May 3 – Wet weather in Abilene pushed both the boys and girls state-qualifying discus and competition to a later date.

May 6 – Mountain bikers in North Texas are frustrated with recent wet weather that has prevented the use of mountain bike trails since last summer. According to the Fort Worth Mountain Bikers' Association, mountain biking is big in North Texas but the weather plays a large part in the availability of trails.

May 9 – A five minute deluge of rain at Texas Thunder Speedway in Killeen made the surface unfit for racing and was frustrating for a crew that spent several hours in preparation for a series of races.

May 14 – Friday's second round of the TPC San Antonio and Valero Texas Open golf tournament was washed out by numerous thunderstorms that passed over South Central Texas.

May 20 – Wine experts suggest trying light, crispy, and fruity white wines during the heat of the summer.
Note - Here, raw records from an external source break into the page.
// Copyright (c) 2026 100monkeys.ai
// SPDX-License-Identifier: AGPL-3.0

//! Wizard sessions driven against the real lifecycle service.

mod common;

use common::{complete_answers, form, harness, Harness};
use serde_json::json;
use std::sync::Arc;
use std::time::Duration;
use udmt_core::application::{
    ApplicationLifecycleService, GatewayError, LifecycleSettings, LocalApplicationGateway, SaveStatus,
    WizardController, WizardError, WizardSettings,
};
use udmt_core::domain::application::ApplicationStatus;
use udmt_core::domain::principal::Principal;
use udmt_core::domain::wizard::WizardStep;

fn settings() -> WizardSettings {
    WizardSettings {
        autosave_delay: Duration::from_millis(2000),
    }
}

fn wizard_for(h: &Harness, principal: &Principal) -> WizardController {
    let gateway = Arc::new(LocalApplicationGateway::new(h.service.clone(), principal.clone()));
    WizardController::new(gateway, settings())
}

async fn wait_until_saved(wizard: &WizardController) {
    for _ in 0..100 {
        if !wizard.has_unsaved_changes() {
            return;
        }
        tokio::time::sleep(Duration::from_millis(50)).await;
    }
    panic!("autosave never completed");
}

#[tokio::test(start_paused = true)]
async fn test_full_session_saves_autosaves_and_submits() {
    let h = harness(LifecycleSettings::default()).await;
    let mut wizard = wizard_for(&h, &h.applicant_a);

    wizard
        .update_form_data(form(json!({ "projectName": "Green River" })))
        .unwrap();
    let created = wizard.save().await.unwrap();
    assert_eq!(wizard.application_id(), Some(created.id));
    assert_eq!(wizard.save_status(), SaveStatus::Saved);

    wizard.update_form_data(form(complete_answers())).unwrap();
    assert!(wizard.autosave_pending());
    assert!(wizard.has_unsaved_changes());

    tokio::time::sleep(Duration::from_millis(2100)).await;
    wait_until_saved(&wizard).await;

    let stored = h.service.get(&h.applicant_a, created.id).await.unwrap();
    assert_eq!(
        stored.application.form_data.project_name(),
        Some("Green River Diversion Telemetry")
    );

    let submitted = wizard.submit().await.unwrap();
    assert_eq!(submitted.status, ApplicationStatus::Submitted);
    assert!(wizard.is_read_only());
    assert!(matches!(
        wizard.update_form_data(form(json!({ "projectName": "Too late" }))),
        Err(WizardError::ReadOnly)
    ));
}

#[tokio::test(start_paused = true)]
async fn test_rapid_edits_produce_one_autosave() {
    let h = harness(LifecycleSettings::default()).await;
    let mut wizard = wizard_for(&h, &h.applicant_a);
    let created = wizard.save().await.unwrap();

    for name in ["G", "Gr", "Gre", "Green"] {
        wizard
            .update_form_data(form(json!({ "projectName": name })))
            .unwrap();
        tokio::time::sleep(Duration::from_millis(500)).await;
    }
    tokio::time::sleep(Duration::from_millis(2000)).await;
    wait_until_saved(&wizard).await;

    let trail = h.service.audit_trail(&h.admin, created.id).await.unwrap();
    // created + one debounced update
    assert_eq!(trail.len(), 2);
    let stored = h.service.get(&h.applicant_a, created.id).await.unwrap();
    assert_eq!(stored.application.form_data.project_name(), Some("Green"));
}

#[tokio::test(start_paused = true)]
async fn test_submit_flushes_unsaved_edits() {
    let h = harness(LifecycleSettings {
        enforce_step_completion: true,
    })
    .await;
    let mut wizard = wizard_for(&h, &h.applicant_a);
    wizard.save().await.unwrap();

    wizard.update_form_data(form(complete_answers())).unwrap();
    let submitted = wizard.submit().await.unwrap();

    assert_eq!(submitted.status, ApplicationStatus::Submitted);
    assert!(submitted.form_data.project_name().is_some());
    assert!(!wizard.autosave_pending());
}

#[tokio::test]
async fn test_submit_refused_until_all_steps_complete() {
    let h = harness(LifecycleSettings::default()).await;
    let mut wizard = wizard_for(&h, &h.applicant_a);

    let err = wizard.submit().await.unwrap_err();
    match err {
        WizardError::Incomplete(steps) => {
            assert_eq!(steps.first(), Some(&WizardStep::Eligibility));
            assert!(!steps.contains(&WizardStep::Welcome));
        }
        other => panic!("unexpected error: {other:?}"),
    }

    wizard.update_form_data(form(complete_answers())).unwrap();
    assert!(wizard.all_steps_complete());
    assert!(matches!(wizard.submit().await, Err(WizardError::NotSaved)));
}

#[tokio::test]
async fn test_navigation_is_gated_by_eligibility() {
    let h = harness(LifecycleSettings::default()).await;
    let mut wizard = wizard_for(&h, &h.applicant_a);

    assert_eq!(wizard.current_step(), WizardStep::Welcome);
    assert!(wizard.go_to_step(2));
    assert!(!wizard.go_to_step(5));
    assert_eq!(wizard.current_step(), WizardStep::Eligibility);
    assert!(!wizard.go_to_step(9));

    wizard
        .update_form_data(form(json!({ "eligibilityChecks": vec![true; 12] })))
        .unwrap();
    assert!(wizard.go_to_step(5));
    assert_eq!(wizard.current_step(), WizardStep::Location);
    assert_eq!(wizard.go_next(), WizardStep::WaterRights);
    assert_eq!(wizard.go_previous(), WizardStep::Location);
}

#[tokio::test]
async fn test_resume_submitted_application_is_read_only() {
    let h = harness(LifecycleSettings::default()).await;
    let app = h
        .service
        .create(&h.applicant_a, form(complete_answers()))
        .await
        .unwrap();
    let submitted = h.service.submit(&h.applicant_a, app.id).await.unwrap();

    let gateway = Arc::new(LocalApplicationGateway::new(h.service.clone(), h.applicant_a.clone()));
    let mut wizard = WizardController::resume(gateway, settings(), &submitted);

    assert!(wizard.is_read_only());
    assert!(wizard.all_steps_complete());
    assert!(matches!(wizard.save().await, Err(WizardError::ReadOnly)));
    assert!(matches!(wizard.submit().await, Err(WizardError::ReadOnly)));
}

#[tokio::test]
async fn test_save_failure_is_reported_on_status_channel() {
    let h = harness(LifecycleSettings::default()).await;
    let app = h.service.create(&h.applicant_a, form(json!({}))).await.unwrap();

    // Applicant B resumes A's draft: every write is refused
    let gateway = Arc::new(LocalApplicationGateway::new(h.service.clone(), h.applicant_b.clone()));
    let mut wizard = WizardController::resume(gateway, settings(), &app);
    wizard
        .update_form_data(form(json!({ "projectName": "Hijack" })))
        .unwrap();

    let err = wizard.save().await.unwrap_err();
    assert!(matches!(err, WizardError::Gateway(GatewayError::Forbidden(_))));
    assert!(matches!(wizard.save_status(), SaveStatus::Failed(_)));
    assert!(wizard.has_unsaved_changes());
}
One expert suggests that his wine of choice is dependent on the weather conditions, much in the same way that clothing choices are weather-dependent.
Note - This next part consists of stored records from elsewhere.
// Copyright (c) 2026 100monkeys.ai
// SPDX-License-Identifier: AGPL-3.0

//! # Wizard Navigation Controller
//!
//! Session-side state of one applicant filling out the eight-step wizard:
//! the current step, the in-memory form, per-step completion flags and a
//! debounced autosave.
//!
//! Persistence goes through an [`ApplicationGateway`], which fronts the
//! lifecycle service either in-process ([`LocalApplicationGateway`]) or over
//! HTTP (the CLI client).
//!
//! ## Autosave
//!
//! Every form edit cancels the pending autosave and schedules a new one
//! (`autosave_delay`, 2 s by default). At most one timer is live per
//! controller. Once a timer has fired its persistence call runs to
//! completion; cancellation only ever stops timers that are still waiting.
//! Autosave failures are published on the save-status channel and left for
//! an explicit [`WizardController::save`].

use crate::application::lifecycle::{ApplicationLifecycleService, LifecycleError};
use crate::domain::application::{Application, ApplicationId, ApplicationPatch};
use crate::domain::config::WizardConfig;
use crate::domain::form_data::FormData;
use crate::domain::principal::Principal;
use crate::domain::wizard::{eligibility_satisfied, StepCompletion, WizardStep};
use async_trait::async_trait;
use serde::{Deserialize, Serialize};
use std::sync::atomic::{AtomicU64, Ordering};
use std::sync::Arc;
use std::time::Duration;
use thiserror::Error;
use tokio::sync::{watch, Mutex};
use tokio::task::JoinHandle;
use tokio_util::sync::CancellationToken;
use tracing::{debug, info, warn};

/// Remote persistence as seen from the wizard.
#[async_trait]
pub trait ApplicationGateway: Send + Sync {
    async fn create(&self, form_data: FormData) -> Result<Application, GatewayError>;

    async fn update(&self, id: ApplicationId, form_data: FormData) -> Result<Application, GatewayError>;

    async fn submit(&self, id: ApplicationId) -> Result<Application, GatewayError>;
}

#[derive(Debug, Clone, Error)]
pub enum GatewayError {
    #[error("Not found: {0}")]
    NotFound(String),

    #[error("Unauthorized: {0}")]
    Unauthorized(String),

    #[error("Forbidden: {0}")]
    Forbidden(String),

    #[error("Conflict: {0}")]
    Conflict(String),

    #[error("Validation failed: {0}")]
    Validation(String),

    #[error("Backend unavailable: {0}")]
    Unavailable(String),
}

impl From<LifecycleError> for GatewayError {
    fn from(err: LifecycleError) -> Self {
        let message = err.to_string();
        match err {
            LifecycleError::NotFound => GatewayError::NotFound(message),
            LifecycleError::Forbidden(_) => GatewayError::Forbidden(message),
            LifecycleError::Conflict(_) => GatewayError::Conflict(message),
            LifecycleError::Validation(_) => GatewayError::Validation(message),
            LifecycleError::Repository(_) => GatewayError::Unavailable(message),
        }
    }
}

/// Calls the lifecycle service directly on behalf of a fixed principal.
pub struct LocalApplicationGateway {
    service: Arc<dyn ApplicationLifecycleService>,
    principal: Principal,
}

impl LocalApplicationGateway {
    pub fn new(service: Arc<dyn ApplicationLifecycleService>, principal: Principal) -> Self {
        Self { service, principal }
    }
}

#[async_trait]
impl ApplicationGateway for LocalApplicationGateway {
    async fn create(&self, form_data: FormData) -> Result<Application, GatewayError> {
        Ok(self.service.create(&self.principal, form_data).await?)
    }

    async fn update(&self, id: ApplicationId, form_data: FormData) -> Result<Application, GatewayError> {
        Ok(self
            .service
            .update(&self.principal, id, ApplicationPatch::form_data(form_data))
            .await?)
    }

    async fn submit(&self, id: ApplicationId) -> Result<Application, GatewayError> {
        Ok(self.service.submit(&self.principal, id).await?)
    }
}

#[derive(Debug, Clone, PartialEq, Eq, Serialize, Deserialize)]
#[serde(tag = "state", content = "message", rename_all = "lowercase")]
pub enum SaveStatus {
    Idle,
    Saving,
    Saved,
    Failed(String),
}

#[derive(Debug, Error)]
pub enum WizardError {
    #[error("Application has been submitted and is read-only")]
    ReadOnly,

    #[error("Please complete all required steps before submitting: {}", step_list(.0))]
    Incomplete(Vec<WizardStep>),

    #[error("Please save the application before submitting")]
    NotSaved,

    #[error(transparent)]
    Gateway(#[from] GatewayError),
}

fn step_list(steps: &[WizardStep]) -> String {
    steps.iter().map(|s| s.display_name()).collect::<Vec<_>>().join(", ")
}

#[derive(Debug, Clone, Copy)]
pub struct WizardSettings {
    pub autosave_delay: Duration,
}

impl Default for WizardSettings {
    fn default() -> Self {
        Self {
            autosave_delay: Duration::from_millis(2000),
        }
    }
}

impl From<&WizardConfig> for WizardSettings {
    fn from(config: &WizardConfig) -> Self {
        Self {
            autosave_delay: Duration::from_millis(config.autosave_delay_ms),
        }
    }
}

/// State shared between the controller and its autosave task.
struct Persistence {
    gateway: Arc<dyn ApplicationGateway>,
    status: watch::Sender<SaveStatus>,
    /// Serialises persistence calls of one session.
    in_flight: Mutex<()>,
    /// Highest form revision known to be stored.
    saved_revision: AtomicU64,
}

impl Persistence {
    async fn persist(
        &self,
        id: Option<ApplicationId>,
        form_data: FormData,
        revision: u64,
    ) -> Result<Application, GatewayError> {
        let _guard = self.in_flight.lock().await;
        self.persist_locked(id, form_data, revision).await
    }

    async fn autosave(&self, id: ApplicationId, form_data: FormData, revision: u64) {
        let _guard = self.in_flight.lock().await;

        // An explicit save got there first with the same or newer data
        if self.saved_revision.load(Ordering::SeqCst) >= revision {
            debug!(application_id = %id, revision, "Autosave superseded");
            return;
        }

        match self.persist_locked(Some(id), form_data, revision).await {
            Ok(_) => {
                metrics::counter!("udmt_autosaves_total", "outcome" => "success").increment(1);
                debug!(application_id = %id, revision, "Autosaved");
            }
            Err(err) => {
                metrics::counter!("udmt_autosaves_total", "outcome" => "failure").increment(1);
                warn!(application_id = %id, error = %err, "Autosave failed");
            }
        }
    }

    async fn persist_locked(
        &self,
        id: Option<ApplicationId>,
        form_data: FormData,
        revision: u64,
    ) -> Result<Application, GatewayError> {
        self.status.send_replace(SaveStatus::Saving);

        let result = match id {
            Some(id) => self.gateway.update(id, form_data).await,
            None => self.gateway.create(form_data).await,
        };

        match &result {
            Ok(_) => {
                self.saved_revision.fetch_max(revision, Ordering::SeqCst);
                self.status.send_replace(SaveStatus::Saved);
            }
            Err(err) => {
                self.status.send_replace(SaveStatus::Failed(err.to_string()));
            }
        }
        result
    }
}

struct PendingAutosave {
    cancel: CancellationToken,
    task: JoinHandle<()>,
}

impl PendingAutosave {
    fn is_waiting(&self) -> bool {
        !self.cancel.is_cancelled() && !self.task.is_finished()
    }
}

/// One wizard session.
///
/// Form edits spawn the autosave task, so the controller must be driven
/// from inside a Tokio runtime.
pub struct WizardController {
    persistence: Arc<Persistence>,
    settings: WizardSettings,
    current_step: WizardStep,
    form_data: FormData,
    completion: StepCompletion,
    application_id: Option<ApplicationId>,
    read_only: bool,
    revision: u64,
    autosave: Option<PendingAutosave>,
}

impl WizardController {
    /// Fresh wizard for an application that does not exist yet.
    pub fn new(gateway: Arc<dyn ApplicationGateway>, settings: WizardSettings) -> Self {
        Self::build(gateway, settings, None, FormData::new(), false)
    }

    /// Continue editing a stored application. Submitted applications open
    /// read-only.
    pub fn resume(gateway: Arc<dyn ApplicationGateway>, settings: WizardSettings, application: &Application) -> Self {
        Self::build(
            gateway,
            settings,
            Some(application.id),
            application.form_data.clone(),
            application.is_submitted(),
        )
    }

    fn build(
        gateway: Arc<dyn ApplicationGateway>,
        settings: WizardSettings,
        application_id: Option<ApplicationId>,
        form_data: FormData,
        read_only: bool,
    ) -> Self {
        let (status, _) = watch::channel(SaveStatus::Idle);
        Self {
            persistence: Arc::new(Persistence {
                gateway,
                status,
                in_flight: Mutex::new(()),
                saved_revision: AtomicU64::new(0),
            }),
            settings,
            current_step: WizardStep::FIRST,
            completion: StepCompletion::evaluate(&form_data),
            form_data,
            application_id,
            read_only,
            revision: 0,
            autosave: None,
        }
    }

    pub fn current_step(&self) -> WizardStep {
        self.current_step
    }

    pub fn form_data(&self) -> &FormData {
        &self.form_data
    }

    pub fn completion(&self) -> StepCompletion {
        self.completion
    }

    pub fn all_steps_complete(&self) -> bool {
        self.completion.all_complete()
    }

    pub fn application_id(&self) -> Option<ApplicationId> {
        self.application_id
    }

    pub fn is_read_only(&self) -> bool {
        self.read_only
    }

    pub fn save_status(&self) -> SaveStatus {
        self.persistence.status.borrow().clone()
    }

    pub fn subscribe_status(&self) -> watch::Receiver<SaveStatus> {
        self.persistence.status.subscribe()
    }

    /// Edits not yet confirmed by storage.
    pub fn has_unsaved_changes(&self) -> bool {
        self.revision > self.persistence.saved_revision.load(Ordering::SeqCst)
    }

    /// Whether an autosave timer is still counting down.
    pub fn autosave_pending(&self) -> bool {
        self.autosave.as_ref().is_some_and(PendingAutosave::is_waiting)
    }

    pub fn can_navigate_to(&self, step: WizardStep) -> bool {
        step.is_always_reachable() || eligibility_satisfied(&self.form_data)
    }

    pub fn go_next(&mut self) -> WizardStep {
        self.current_step = self.current_step.next();
        self.current_step
    }

    pub fn go_previous(&mut self) -> WizardStep {
        self.current_step = self.current_step.previous();
        self.current_step
    }

    /// Jump to step `ordinal`. Returns `false` and stays put when the step
    /// does not exist or is gated behind the eligibility checklist.
    pub fn go_to_step(&mut self, ordinal: u8) -> bool {
        match WizardStep::from_ordinal(ordinal) {
            Some(step) if self.can_navigate_to(step) => {
                self.current_step = step;
                true
            }
            _ => {
                debug!(ordinal, current = self.current_step.ordinal(), "Navigation refused");
                false
            }
        }
    }

    /// Shallow-merge `partial` into the form, re-score every step and
    /// restart the autosave timer.
    pub fn update_form_data(&mut self, partial: FormData) -> Result<(), WizardError> {
        if self.read_only {
            return Err(WizardError::ReadOnly);
        }

        self.form_data.merge(partial);
        self.completion = StepCompletion::evaluate(&self.form_data);
        self.revision += 1;
        self.schedule_autosave();
        Ok(())
    }

    /// Persist now. Creates the application on first save and adopts its id.
    pub async fn save(&mut self) -> Result<Application, WizardError> {
        if self.read_only {
            return Err(WizardError::ReadOnly);
        }
        self.cancel_autosave();

        let application = self
            .persistence
            .persist(self.application_id, self.form_data.clone(), self.revision)
            .await?;

        if self.application_id.is_none() {
            info!(application_id = %application.id, "Wizard adopted new application");
            self.application_id = Some(application.id);
        }
        Ok(application)
    }

    /// Submit once every step is complete and the application exists.
    /// Unsaved edits are written first. The wizard is read-only afterwards.
    pub async fn submit(&mut self) -> Result<Application, WizardError> {
        if self.read_only {
            return Err(WizardError::ReadOnly);
        }

        let incomplete = self.completion.incomplete_steps();
        if !incomplete.is_empty() {
            return Err(WizardError::Incomplete(incomplete));
        }

        let id = self.application_id.ok_or(WizardError::NotSaved)?;
        self.cancel_autosave();

        if self.has_unsaved_changes() {
            self.persistence
                .persist(Some(id), self.form_data.clone(), self.revision)
                .await?;
        }

        let application = self.persistence.gateway.submit(id).await?;
        self.read_only = true;
        info!(application_id = %id, "Wizard submitted application");
        Ok(application)
    }

    fn schedule_autosave(&mut self) {
        self.cancel_autosave();

        let cancel = CancellationToken::new();
        let token = cancel.clone();
        let persistence = Arc::clone(&self.persistence);
        let delay = self.settings.autosave_delay;
        let id = self.application_id;
        let form_data = self.form_data.clone();
        let revision = self.revision;

        let task = tokio::spawn(async move {
            tokio::select! {
                _ = token.cancelled() => {}
                _ = tokio::time::sleep(delay) => {
                    match id {
                        Some(id) => persistence.autosave(id, form_data, revision).await,
                        None => debug!("No application id yet, skipping autosave"),
                    }
                }
            }
        });

        self.autosave = Some(PendingAutosave { cancel, task });
    }

    fn cancel_autosave(&mut self) {
        if let Some(pending) = self.autosave.take() {
            pending.cancel.cancel();
        }
    }
}

impl Drop for WizardController {
    fn drop(&mut self) {
        self.cancel_autosave();
    }
}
May 21 – Heavy rainfall at Red Oak High School just south of Dallas forced the postponement of the opening game of a Class 2A quarterfinal series between Troy and Corsicana Mildred.

May 22 – Unexpected rain and wind in the Corpus Christi area were major factors in the Beach to Bay Relay Marathon, but the conditions were unable to deter the 2,212 teams, each with six runners. The first-leg and second-leg runners were forced to deal with headwinds that at times reached 35 mph.

May 22 – High winds played havoc with the flagsticks and the golfers at the HP Byron Nelson Championship being held at the TPC Four Seasons at Los Colinas. Winds gusts of over 30mph and sustained winds of 15-20 mph somewhat evened the tournament field as 11 players were within six strokes of the lead going into the final round.

May 27 – Floating down the river on an inflatable tube has been a summer tradition for some time, but in recent years has been threatened by historically low river levels across Central Texas. However, the streamflow in rivers this Memorial Day is up significantly from a year ago, about 9 times more in the Guadalupe River than in 2009.

May 28 – Beautiful weather will make traveling to any Memorial Day weekend destination in West Texas ideal. When combined with lower gas prices, nice weather is expected to increase the number of holiday drivers by 3.5 percent.

May 28 – The second game of a three game high school baseball playoff series between Brenham and Texas City being played at Reckling Park on the campus of Rice University was postponed due to lightning and excessive rainfall.

May 28 – Employees at lakes all across Texas are thankful that fall and winter rainfall raised lake levels from historically low levels that were commonplace last summer. It was estimated that lack of water last year, which led to numerous boat ramp closures, cost lake-related businesses an estimated 20 percent.


May 7 – When traveling on vacation, about the worst thing that can happen is a weather delay. A travel expert suggests booking nonstop flights and traveling in the morning before the heat of the day stirs up any storms.

May 14 – Thunderstorms in North Texas caused numerous headaches on the roadways, including an injury to a traffic officer directing cars around a fallen tree. Heavy rainfall led to flooding in Fort Worth and Mexia, where water rescues were needed after cars were stranded in high water. Wichita Falls reported several road closures due to rains that fell early in the day.

May 30 – There was a slight modification in the 2010 hurricane evacuation plan on I-45 in Montgomery County.